Economist Bryan Caplan from George Mason University has authored an entire book discussing the positive economic and ethical impacts of open borders. In his book Open Borders- The Science and Ethics of Immigration,Caplan touches on the contributions to the economy that open borders would bring to the nation. Caplan argues that the influx of immigrants would improve the economy due to their labor and consumption. This sentiment is shared by British economist Philippe Legrain, who, in his book, Immigrants: Your Country Needs Them, argues that immigrants bring new and complementary skills that “sparks faster productivity growth” (143). Caplan and Legrain also agree on the fiscal benefits of open immigration, with Caplan directly challenging Milton Friedman’s idea that open immigration cannot coexist with a welfare state. Both Legrain and Caplan explain how the influx of immigrants would only contribute to the general welfare, thus carrying their weight rather than being a burden (75).
In terms of ethics and political theory, open borders are the ultimate achievement in the immigration debate. Bryan Caplan briefly touches on how it makes sense in multiple ethical perspectives with Utilitarianism, Egalitarianism, Libertarianism, Meritocracy, Cost-benefit analysis, Christianism, and Kantianism, all arguing in favor of open borders in one way or another. At the end of the day, open borders are the most liberal and just approach in the immigration debate. Political scientist Joseph H Carens also makes a similar claim, focusing on how, through Nozickean, Rawlsian, and utilitarianism, one can understand open borders would ultimately reaffirm the liberal character of the United States and commit itself to the principles of justice (271).
How to Get There
The path is clear: Biden and the Democrats need to go extensive and radical. Perhaps not to immediately open the borders but introduce comprehensive reform and create the path for the future with an actual open border-based immigration system.

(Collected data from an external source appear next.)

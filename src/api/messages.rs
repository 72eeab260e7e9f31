use crate::api::AppState;
use crate::api::middleware::{IdPath, JsonBody};
use crate::api::schemas::message::{Message, MessageUpdate, NewMessage};
use crate::domain::message::Message as MessageModel;
use crate::error::Result;
use axum::{
    Json,
    extract::State,
    http::StatusCode,
    response::{IntoResponse, Response},
};

pub async fn list_messages(State(state): State<AppState>) -> Result<impl IntoResponse> {
    let messages = state.message_service.all_messages().await?;
    Ok(Json(messages.into_iter().map(Message::from).collect::<Vec<_>>()))
}

/// Lists messages posted by an account. Unknown accounts yield an empty list.
pub async fn list_account_messages(
    State(state): State<AppState>,
    IdPath(account_id): IdPath<i32>,
) -> Result<impl IntoResponse> {
    let messages = state.message_service.messages_by_account(account_id).await?;
    Ok(Json(messages.into_iter().map(Message::from).collect::<Vec<_>>()))
}

/// Fetches a single message. A missing message is a 200 with an empty body.
pub async fn get_message(State(state): State<AppState>, IdPath(message_id): IdPath<i32>) -> Result<Response> {
    let message = state.message_service.message_by_id(message_id).await?;
    Ok(message_or_empty(message))
}

/// # Errors
/// Returns `AppError::BadRequest` if the text is invalid or `posted_by` is not an existing account.
pub async fn create_message(
    State(state): State<AppState>,
    JsonBody(payload): JsonBody<NewMessage>,
) -> Result<impl IntoResponse> {
    let message = state
        .message_service
        .post_message(payload.posted_by, &payload.message_text, payload.time_posted_epoch)
        .await?;
    Ok(Json(Message::from(message)))
}

/// # Errors
/// Returns `AppError::BadRequest` if the message does not exist or the new text is invalid.
pub async fn update_message(
    State(state): State<AppState>,
    IdPath(message_id): IdPath<i32>,
    JsonBody(payload): JsonBody<MessageUpdate>,
) -> Result<impl IntoResponse> {
    let message = state.message_service.update_message(message_id, &payload.message_text).await?;
    Ok(Json(Message::from(message)))
}

/// Deletes a message and echoes it back; deleting a missing message is a 200 with an empty body.
pub async fn delete_message(State(state): State<AppState>, IdPath(message_id): IdPath<i32>) -> Result<Response> {
    let deleted = state.message_service.delete_message(message_id).await?;
    Ok(message_or_empty(deleted))
}

fn message_or_empty(message: Option<MessageModel>) -> Response {
    message.map_or_else(|| StatusCode::OK.into_response(), |m| Json(Message::from(m)).into_response())
}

Despite political polarization and partisanship, President Biden still has the chance to become the transitional president that he promised to be. He still has the ability to create a path for ambitious immigration reform, but ambitious in the context of a truly politically center society, not the center-right climate that we are. The radical left approach can shift the public’s perception of immigration and genuinely start the much-needed conversation for legislation that would benefit immigrants like Laila.
As Laila put it, “instead of pushing them away, the United States should be receiving them with open arms.”